▶ **INSTRUCTIONS FOR THE TASK**:
What you return should be the lines from the first line of the records below through the line holding "active, except that", unchanged.

### SOURCE MATERIAL ###

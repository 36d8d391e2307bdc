//! Object-lock guards for permanent version deletes and retention changes.

use objvault_common::types::{ObjectMeta, RetentionMode};
use objvault_common::Error;

/// May this specific version be permanently deleted right now?
///
/// Denied while a legal hold is on or retention is active, except that
/// GOVERNANCE retention yields to a caller that carries the bypass header
/// (the IAM `s3:BypassGovernanceRetention` check happens before this).
pub fn check_version_delete(
    meta: &ObjectMeta,
    now: i64,
    bypass_governance: bool,
) -> Result<(), Error> {
    if meta.legal_hold {
        return Err(Error::AccessDenied);
    }
    let Some(mode) = meta.retention_mode else {
        return Ok(());
    };
    if now >= meta.retention_until {
        return Ok(());
    }
    match mode {
        RetentionMode::Governance if bypass_governance => Ok(()),
        _ => Err(Error::AccessDenied),
    }
}

/// May the retention on this version be replaced with `(new_mode,
/// new_until)`? COMPLIANCE retention can never be weakened or shortened
/// while active; GOVERNANCE can, for bypass-privileged callers.
pub fn check_retention_change(
    meta: &ObjectMeta,
    new_mode: Option<RetentionMode>,
    new_until: i64,
    now: i64,
    bypass_governance: bool,
) -> Result<(), Error> {
    let Some(current) = meta.retention_mode else {
        return Ok(());
    };
    if now >= meta.retention_until {
        return Ok(());
    }
    match current {
        RetentionMode::Compliance => {
            let weakened = new_mode != Some(RetentionMode::Compliance)
                || new_until < meta.retention_until;
            if weakened {
                return Err(Error::AccessDenied);
            }
            Ok(())
        }
        RetentionMode::Governance => {
            if bypass_governance {
                return Ok(());
            }
            let weakened = new_mode.is_none() || new_until < meta.retention_until;
            if weakened {
                Err(Error::AccessDenied)
            } else {
                Ok(())
            }
        }
    }
}

#[cfg(test)]
mod tests {
    use super::*;

    fn locked(mode: RetentionMode, until: i64) -> ObjectMeta {
        ObjectMeta {
            retention_mode: Some(mode),
            retention_until: until,
            ..Default::default()
        }
    }

    #[test]
    fn test_legal_hold_blocks_delete() {
        let meta = ObjectMeta {
            legal_hold: true,
            ..Default::default()
        };
        assert!(check_version_delete(&meta, 0, true).is_err());
    }

    #[test]
    fn test_active_compliance_blocks_delete_even_with_bypass() {
        let meta = locked(RetentionMode::Compliance, 1000);
        assert!(check_version_delete(&meta, 500, false).is_err());
        assert!(check_version_delete(&meta, 500, true).is_err());
        assert!(check_version_delete(&meta, 1000, false).is_ok());
    }

    #[test]
    fn test_governance_bypass() {
        let meta = locked(RetentionMode::Governance, 1000);
        assert!(check_version_delete(&meta, 500, false).is_err());
        assert!(check_version_delete(&meta, 500, true).is_ok());
    }

    #[test]
    fn test_no_lock_allows_delete() {
        assert!(check_version_delete(&ObjectMeta::default(), 0, false).is_ok());
    }

    #[test]
    fn test_compliance_cannot_shorten() {
        let meta = locked(RetentionMode::Compliance, 1000);
        assert!(
            check_retention_change(&meta, Some(RetentionMode::Compliance), 900, 500, true).is_err()
        );
        assert!(
            check_retention_change(&meta, Some(RetentionMode::Governance), 2000, 500, true)
                .is_err()
        );
        assert!(
            check_retention_change(&meta, Some(RetentionMode::Compliance), 2000, 500, false)
                .is_ok()
        );
        // Expired compliance retention can be replaced freely.
        assert!(check_retention_change(&meta, None, 0, 1500, false).is_ok());
    }

    #[test]
    fn test_governance_shorten_requires_bypass() {
        let meta = locked(RetentionMode::Governance, 1000);
        assert!(
            check_retention_change(&meta, Some(RetentionMode::Governance), 900, 500, false)
                .is_err()
        );
        assert!(
            check_retention_change(&meta, Some(RetentionMode::Governance), 900, 500, true).is_ok()
        );
    }
}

###

▶ **WORKED SOLUTION**:
repository 36d8d391e2307bdc
//! Object-lock guards for permanent version deletes and retention changes.

use objvault_common::types::{ObjectMeta, RetentionMode};
use objvault_common::Error;

/// May this specific version be permanently deleted right now?
///
/// Denied while a legal hold is on or retention is active, except that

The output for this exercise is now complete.